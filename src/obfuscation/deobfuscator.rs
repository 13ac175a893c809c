//! The renaming-map index: type lookups by runtime type or by name, structural type-name
//! translation and stack-trace rewriting.

use std::{
    collections::HashMap,
    path::{Path, PathBuf},
    str::FromStr,
    sync::Arc,
};

use dashmap::DashMap;

use crate::{
    obfuscation::{
        could_be_nested_type, parse_method_info, IdentityDeobfuscator, MappedType,
        ObfuscatedField, ObfuscatedMethod, RenamingMap, TypeDeobfuscator, TypeName,
    },
    runtime::RuntimeType,
    Error, Result,
};

/// Stack frames are only rewritten when they mention this namespace.
pub const OBFUSCATED_FRAME_MARKER: &str = "System.Obfuscation";

/// Header line of a stack frame with more than one candidate method.
pub const AMBIGUOUS_MARKER: &str = "--AMBIGUOUS--";

#[derive(Clone, Debug, PartialEq, Eq, Hash)]
struct TypeKey {
    module: String,
    type_name: String,
}

/// Index over a loaded renaming map.
///
/// Every lookup degrades to an [`IdentityDeobfuscator`] (or the unchanged name) when the map does
/// not know the requested type, so callers never special-case "not obfuscated".
///
/// # Examples
///
/// ```rust
/// use heapscope::obfuscation::{Deobfuscator, TypeDeobfuscator};
///
/// let xml = r#"<dotfuscatorMap><mapping><module><name>Shop.dll</name>
///   <type><name>Shop.Order</name><newname>a</newname></type>
/// </module></mapping></dotfuscatorMap>"#;
/// let map: Deobfuscator = xml.parse()?;
///
/// assert_eq!(map.deobfuscate_type("System.Collections.Generic.List<a>[]"),
///            "System.Collections.Generic.List<Shop.Order>[]");
/// assert_eq!(map.obfuscate_type("shop.order"), "a");
/// assert_eq!(map.type_deobfuscator("Missing").original_name(), "Missing");
/// # Ok::<(), heapscope::Error>(())
/// ```
pub struct Deobfuscator {
    path: Option<PathBuf>,
    types: Vec<Arc<MappedType>>,
    by_key: HashMap<TypeKey, usize>,
    cache: DashMap<u64, Arc<dyn TypeDeobfuscator>>,
    cache_enabled: bool,
}

impl Deobfuscator {
    /// Load a renaming map from disk.
    ///
    /// # Errors
    /// Returns [`Error::FileError`] or [`Error::Xml`] if the map cannot be read or parsed.
    pub fn from_file(path: impl AsRef<Path>) -> Result<Self> {
        let path = path.as_ref();
        let mut deobfuscator = Deobfuscator::from_map(RenamingMap::from_file(path)?);
        deobfuscator.path = Some(path.to_path_buf());
        Ok(deobfuscator)
    }

    /// Build the lookup index from a parsed renaming map.
    ///
    /// Type records without an obfuscated name are skipped.
    #[must_use]
    pub fn from_map(map: RenamingMap) -> Self {
        let mut types = Vec::new();
        let mut by_key = HashMap::new();
        let mut skipped = 0_usize;

        for module in map.modules {
            for record in module.types {
                let Some(new_name) = record.new_name else {
                    skipped += 1;
                    continue;
                };

                let obfuscated_name = new_name.replace('/', "+");
                let original_name = record.name.replace('/', "+");

                let fields = record
                    .fields
                    .into_iter()
                    .map(|field| ObfuscatedField {
                        obfuscated_name: field.new_name.unwrap_or_else(|| field.name.clone()),
                        original_name: field.name,
                        field_type: TypeName::parse(&field.signature).sanitized(),
                        declaring_type: original_name.clone(),
                    })
                    .collect();

                let methods = record
                    .methods
                    .into_iter()
                    .map(|method| {
                        let (return_type, argument_types) = match parse_method_info(&method.signature)
                        {
                            Some(info) if !info.prefix.trim().is_empty() => {
                                (Some(TypeName::parse(&info.prefix)), info.args)
                            }
                            Some(info) => (None, info.args),
                            None => (None, Vec::new()),
                        };

                        ObfuscatedMethod {
                            obfuscated_name: method.new_name.unwrap_or_else(|| method.name.clone()),
                            original_name: method.name,
                            return_type,
                            argument_types,
                        }
                    })
                    .collect();

                let key = TypeKey {
                    module: module.name.clone(),
                    type_name: obfuscated_name.clone(),
                };
                by_key.insert(key, types.len());
                types.push(Arc::new(MappedType::new(
                    module.name.clone(),
                    obfuscated_name,
                    original_name,
                    fields,
                    methods,
                )));
            }
        }

        if skipped > 0 {
            log::warn!("Skipped {skipped} renaming-map types without an obfuscated name");
        }
        log::debug!("Loaded renaming map with {} renamed types", types.len());

        Deobfuscator {
            path: None,
            types,
            by_key,
            cache: DashMap::new(),
            cache_enabled: true,
        }
    }

    /// Enable or disable the per-runtime-type deobfuscator cache
    #[must_use]
    pub fn with_type_cache(mut self, enabled: bool) -> Self {
        self.cache_enabled = enabled;
        self
    }

    /// The file the map was loaded from, if any
    #[must_use]
    pub fn path(&self) -> Option<&Path> {
        self.path.as_deref()
    }

    /// All renamed types, in map order
    #[must_use]
    pub fn types(&self) -> &[Arc<MappedType>] {
        &self.types
    }

    /// Deobfuscator for the type whose obfuscated name is `name`, in any module.
    #[must_use]
    pub fn type_deobfuscator(&self, name: &str) -> Arc<dyn TypeDeobfuscator> {
        match self.types.iter().find(|ty| ty.obfuscated_name() == name) {
            Some(mapped) => mapped.clone() as Arc<dyn TypeDeobfuscator>,
            None => Arc::new(IdentityDeobfuscator::new(name)),
        }
    }

    /// Deobfuscator for a runtime type, keyed by its module file name and runtime name.
    ///
    /// Results, including misses, are cached per type id.
    #[must_use]
    pub fn type_deobfuscator_for(&self, ty: &RuntimeType) -> Arc<dyn TypeDeobfuscator> {
        if self.cache_enabled {
            if let Some(cached) = self.cache.get(&ty.id) {
                return cached.clone();
            }
        }

        let index = ty.module.as_deref().and_then(|module| {
            self.by_key.get(&TypeKey {
                module: module_file_name(module).to_string(),
                type_name: ty.name.clone(),
            })
        });

        let resolved: Arc<dyn TypeDeobfuscator> = match index {
            Some(&index) => self.types[index].clone(),
            None => {
                log::debug!("No renaming-map entry for {}", ty.name);
                Arc::new(IdentityDeobfuscator::new(ty.name.clone()))
            }
        };

        if self.cache_enabled {
            self.cache.insert(ty.id, resolved.clone());
        }
        resolved
    }

    /// Obfuscated name of a simple (non-generic) type, matched case-insensitively.
    ///
    /// Unknown names are returned unchanged.
    #[must_use]
    pub fn obfuscate_simple_type(&self, original: &str) -> String {
        self.types
            .iter()
            .find(|ty| ty.original_name().eq_ignore_ascii_case(original))
            .map_or_else(|| original.to_string(), |ty| ty.obfuscated_name().to_string())
    }

    /// Original name of a simple (non-generic) type, matched case-insensitively.
    ///
    /// Unknown names are returned unchanged.
    #[must_use]
    pub fn deobfuscate_simple_type(&self, obfuscated: &str) -> String {
        self.types
            .iter()
            .find(|ty| ty.obfuscated_name().eq_ignore_ascii_case(obfuscated))
            .map_or_else(|| obfuscated.to_string(), |ty| ty.original_name().to_string())
    }

    /// Obfuscate every name of a parsed type name, keeping generic structure and array suffixes
    #[must_use]
    pub fn obfuscate_type_name(&self, original: &TypeName) -> TypeName {
        original.map_names(&mut |name| self.obfuscate_simple_type(name))
    }

    /// Deobfuscate every name of a parsed type name, keeping generic structure and array suffixes
    #[must_use]
    pub fn deobfuscate_type_name(&self, obfuscated: &TypeName) -> TypeName {
        obfuscated.map_names(&mut |name| self.deobfuscate_simple_type(name))
    }

    /// Obfuscate a composite type name such as `List<Shop.Order>[]`
    #[must_use]
    pub fn obfuscate_type(&self, original: &str) -> String {
        self.obfuscate_type_name(&TypeName::parse(original).sanitized())
            .to_string()
    }

    /// Deobfuscate a composite type name such as `List<a>[]`
    #[must_use]
    pub fn deobfuscate_type(&self, obfuscated: &str) -> String {
        self.deobfuscate_type_name(&TypeName::parse(obfuscated).sanitized())
            .to_string()
    }

    /// Rewrite the obfuscated frames of a stack trace.
    ///
    /// Only lines mentioning [`OBFUSCATED_FRAME_MARKER`] are touched. Argument types are
    /// deobfuscated first; a short unresolved argument name is retried as a nested type of the
    /// frame's declaring type. A frame matching several methods is replaced by an
    /// [`AMBIGUOUS_MARKER`] line followed by one tab-indented line per candidate. Empty lines are
    /// dropped and the result is joined with `\n`.
    #[must_use]
    pub fn deobfuscate_callstack(&self, callstack: &str) -> String {
        callstack
            .split(['\r', '\n'])
            .filter(|line| !line.is_empty())
            .map(|line| self.deobfuscate_frame(line).unwrap_or_else(|| line.to_string()))
            .collect::<Vec<_>>()
            .join("\n")
    }

    fn deobfuscate_frame(&self, line: &str) -> Option<String> {
        if !line.contains(OBFUSCATED_FRAME_MARKER) {
            return None;
        }

        let info = parse_method_info(line)?;
        let dot = info.prefix.rfind('.')?;
        let declaring_type = &info.prefix[..dot];
        let method_name = &info.prefix[dot + 1..];
        let original_type = self.deobfuscate_simple_type(declaring_type);

        let parameters: Vec<String> = info
            .args
            .iter()
            .map(|arg| {
                let mapped = self.deobfuscate_type_name(arg);
                if mapped.name() != arg.name() || !could_be_nested_type(arg.name()) {
                    return mapped.to_string();
                }

                let nested = format!("{declaring_type}+{}", arg.name());
                let resolved = self.deobfuscate_simple_type(&nested);
                if resolved == nested {
                    return mapped.to_string();
                }

                let mut retried = TypeName::new(resolved);
                if let Some(array) = arg.array() {
                    retried = retried.with_array(array);
                }
                retried.to_string()
            })
            .collect();

        let deobfuscator = self.type_deobfuscator(declaring_type);
        let candidates = deobfuscator
            .deobfuscate_method(method_name, &parameters)
            .candidates();
        let arguments = parameters.join(",");

        match candidates.as_slice() {
            [] => None,
            [single] => Some(format!(
                "{}{original_type}.{}({arguments})",
                info.lead, single.original_name
            )),
            several => {
                let mut rendered = String::from(AMBIGUOUS_MARKER);
                for candidate in several {
                    rendered.push_str(&format!(
                        "\n\t{original_type}.{}({arguments})",
                        candidate.original_name
                    ));
                }
                Some(rendered)
            }
        }
    }
}

/// File name part of a module path, accepting both `/` and `\\` separators
fn module_file_name(module: &str) -> &str {
    module.rsplit(['/', '\\']).next().unwrap_or(module)
}

impl FromStr for Deobfuscator {
    type Err = Error;

    fn from_str(xml: &str) -> Result<Self> {
        Ok(Deobfuscator::from_map(xml.parse()?))
    }
}

impl std::fmt::Debug for Deobfuscator {
    fn fmt(&self, f: &mut std::fmt::Formatter<'_>) -> std::fmt::Result {
        f.debug_struct("Deobfuscator")
            .field("path", &self.path)
            .field("types", &self.types.len())
            .field("cached", &self.cache.len())
            .finish()
    }
}
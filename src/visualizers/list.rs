//! `System.Collections.Generic.List<T>`: the first `_size` slots of `_items`.

use crate::{
    objects::DynamicObject,
    visualizers::{SequenceView, TypeVisualizer, Visualization},
    Result,
};

/// Number of items a collection reports in `field`
pub(super) fn read_size(object: &DynamicObject<'_>, field: &str) -> Result<usize> {
    let size: i32 = object.field(field)?.to()?;
    usize::try_from(size).map_err(|_| malformed_error!("Negative collection {}: {}", field, size))
}

/// Visualizer for `System.Collections.Generic.List`.
pub struct ListVisualizer;

impl TypeVisualizer for ListVisualizer {
    fn name(&self) -> &'static str {
        "List"
    }

    fn required_fields(&self) -> &'static [&'static str] {
        &["_items", "_size"]
    }

    fn visualize<'s>(&self, object: &DynamicObject<'s>) -> Result<Visualization<'s>> {
        let count = read_size(object, "_size")?;
        let storage = object.field("_items")?;

        let mut items = Vec::with_capacity(count);
        if !storage.is_null() {
            for index in 0..count.min(storage.array_length()?) {
                items.push(storage.index(index as i64)?);
            }
        }

        Ok(Visualization::Sequence(SequenceView { count, items }))
    }
}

=======

EXERCISE BRIEF. From the records above, return each line that has the string "heapscope".

THE COMPLETED TASK.
/// use heapscope::obfuscation::{Deobfuscator, TypeDeobfuscator};
/// # Ok::<(), heapscope::Error>(())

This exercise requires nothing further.